CITY OF HEMPSTEAD, TEXAS
AND
CITIZENS AGAINST THE LANDFILL IN HEMPSTEAD, Appellees
On Appeal from the 506th District Court
Waller County, Texas
Trial Court Case No. 13-03-21872
OPINION
Appellants Waller County, Texas and its Commissioners Court consisting of
County Judge Glenn Beckendorff and County Commissioners Frank Pokluda, Stan
Kitzman, Jeron Barnett, and John Amsler, all acting in their official capacities
(collectively, Waller County), filed a notice of interlocutory appeal. The County
attempts to invoke our jurisdiction by asserting that the trial court denied a motion
for summary judgment on jurisdictional grounds and thereby effectively denied its
plea to the jurisdiction. See TEX. CIV. PRAC. & REM. CODE § 51.014(a)(8) (West.

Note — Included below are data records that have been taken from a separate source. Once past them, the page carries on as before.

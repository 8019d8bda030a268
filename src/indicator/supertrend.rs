use crate::indicator::atr::atr;
use crate::model::Candle;
use serde::{Deserialize, Serialize};

/// 슈퍼트렌드 방향
#[derive(Debug, Clone, Copy, PartialEq, Eq, Serialize, Deserialize)]
#[serde(rename_all = "snake_case")]
pub enum SupertrendDirection {
    Bullish,
    Bearish,
    Sideways,
    Unknown,
}

/// 슈퍼트렌드 계산 결과
#[derive(Debug, Clone, Serialize, Deserialize)]
pub struct Supertrend {
    /// 추세 방향
    pub direction: SupertrendDirection,
    /// 현재 추세선 가격
    pub current_line: f64,
    /// 상단 밴드 (hl2 + factor*ATR)
    pub upper_line: f64,
    /// 하단 밴드 (hl2 - factor*ATR)
    pub lower_line: f64,
}

impl Supertrend {
    fn unknown() -> Supertrend {
        Supertrend {
            direction: SupertrendDirection::Unknown,
            current_line: 0.0,
            upper_line: 0.0,
            lower_line: 0.0,
        }
    }
}

/// 슈퍼트렌드 지표
///
/// 최신 캔들의 중간가에서 factor*ATR만큼 떨어진 상/하단 밴드를 만들고,
/// 종가가 하단 밴드 위면 상승, 상단 밴드 아래면 하락으로 분류합니다.
pub fn supertrend<C: Candle>(candles: &[C], atr_period: usize, factor: f64) -> Supertrend {
    if candles.len() < atr_period {
        return Supertrend::unknown();
    }

    let atr_value = atr(candles, atr_period);
    if atr_value == 0.0 {
        return Supertrend::unknown();
    }

    let latest = &candles[candles.len() - 1];
    let hl2 = latest.hl2();

    let upper_line = hl2 + factor * atr_value;
    let lower_line = hl2 - factor * atr_value;
    let close = latest.close_price();

    let (direction, current_line) = if close > lower_line {
        (SupertrendDirection::Bullish, lower_line)
    } else if close < upper_line {
        (SupertrendDirection::Bearish, upper_line)
    } else {
        (SupertrendDirection::Sideways, hl2)
    };

    Supertrend {
        direction,
        current_line,
        upper_line,
        lower_line,
    }
}

#[cfg(test)]
mod tests {
    use super::*;
    use crate::model::Kline;

    fn kline(i: i64, high: f64, low: f64, close: f64) -> Kline {
        Kline {
            open_time: i,
            open: close,
            high,
            low,
            close,
            ..Default::default()
        }
    }

    #[test]
    fn test_supertrend_bullish_in_range() {
        let klines: Vec<Kline> = (0..30).map(|i| kline(i, 102.0, 100.0, 101.0)).collect();
        let st = supertrend(&klines, 20, 5.0);
        assert_eq!(st.direction, SupertrendDirection::Bullish);
        assert!(st.lower_line < 101.0);
        assert!(st.upper_line > 101.0);
        assert_eq!(st.current_line, st.lower_line);
    }

    #[test]
    fn test_supertrend_insufficient_data() {
        let klines: Vec<Kline> = (0..5).map(|i| kline(i, 102.0, 100.0, 101.0)).collect();
        let st = supertrend(&klines, 20, 5.0);
        assert_eq!(st.direction, SupertrendDirection::Unknown);
    }
}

Supp. 2014). Appellees, the City of Hempstead and Citizens Against the Landfill
in Hempstead (CALH) contest jurisdiction and have moved to dismiss the appeal.
Because the procedural circumstances of this case do not demonstrate that
any ruling of the trial court has resolved the County’s jurisdictional challenge in
the trial court and thereby effectively denied a plea to the jurisdiction, we dismiss
the appeal.
Background
The City of Hempstead filed suit against Waller County, and CALH
intervened as a plaintiff. The lawsuit challenges the County’s authority to prohibit
the disposal of solid waste in certain areas of the County, by way of an ordinance
relating to the proposed creation of a landfill on a site that partially overlaps the
City’s extraterritorial jurisdiction.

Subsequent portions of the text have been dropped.